START GIVEN ENTRIES
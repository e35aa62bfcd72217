//! Wall-clock helpers.

use std::time::{SystemTime, UNIX_EPOCH};

/// Milliseconds since the Unix epoch.
///
/// Returns 0 if the system clock is set before the epoch.
#[must_use]
pub fn now_ms() -> u128 {
    SystemTime::now()
        .duration_since(UNIX_EPOCH)
        .map(|d| d.as_millis())
        .unwrap_or(0)
}
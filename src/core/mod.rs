//! Document scheduling core: classification, batching, caching, worker
//! execution, resource monitoring and the optimizer that ties them together.

pub mod batch;
pub mod cache;
pub mod classifier;
pub mod document;
pub mod error;
pub mod executor;
pub mod monitor;
pub mod optimizer;
pub mod worker_pool;

pub use batch::{build_batches, Batch, BatchId};
pub use cache::{CacheEntry, CacheStats, PruneReport, ResultCache};
pub use classifier::{classify, ClassifiedItem, Fingerprint, ProcessingType, SizeCategory};
pub use document::{Document, DocumentFlags, DocumentId, Level, MediaKind};
pub use error::{AppResult, OptimizerError};
pub use executor::{BatchExecutor, BatchOutput, DocumentProcessor, ProcessedDocument, Spawn, WorkerExecutor};
pub use monitor::{FixedProbe, ResourceMetrics, ResourceMonitor, SysinfoProbe, SystemProbe, SystemReading};
pub use optimizer::{
    plan_batches, DocumentOptimizer, DocumentOutcome, DocumentResult, OptimizationStatus, ProcessOutcome,
    ProcessingSummary, PERFORMANCE_HISTORY_LEN,
};
pub use worker_pool::{
    ActiveJob, JobId, PoolError, PoolStatus, ShutdownReport, TaskMetadata, WorkerPool, WorkerRecord, WorkerState,
};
END GIVEN ENTRIES
- _REQUIRED ACTION_: Once the line containing "pub mod executor;" is found, output it and each line after it through the end of the listing above, exactly, with nothing else.

- _YOUR RESPONSE_:
pub mod executor;
pub mod monitor;
pub mod optimizer;
pub mod worker_pool;

pub use batch::{build_batches, Batch, BatchId};
pub use cache::{CacheEntry, CacheStats, PruneReport, ResultCache};
pub use classifier::{classify, ClassifiedItem, Fingerprint, ProcessingType, SizeCategory};
pub use document::{Document, DocumentFlags, DocumentId, Level, MediaKind};
pub use error::{AppResult, OptimizerError};
pub use executor::{BatchExecutor, BatchOutput, DocumentProcessor, ProcessedDocument, Spawn, WorkerExecutor};
pub use monitor::{FixedProbe, ResourceMetrics, ResourceMonitor, SysinfoProbe, SystemProbe, SystemReading};
pub use optimizer::{
    plan_batches, DocumentOptimizer, DocumentOutcome, DocumentResult, OptimizationStatus, ProcessOutcome,
    ProcessingSummary, PERFORMANCE_HISTORY_LEN,
};
pub use worker_pool::{
    ActiveJob, JobId, PoolError, PoolStatus, ShutdownReport, TaskMetadata, WorkerPool, WorkerRecord, WorkerState,
};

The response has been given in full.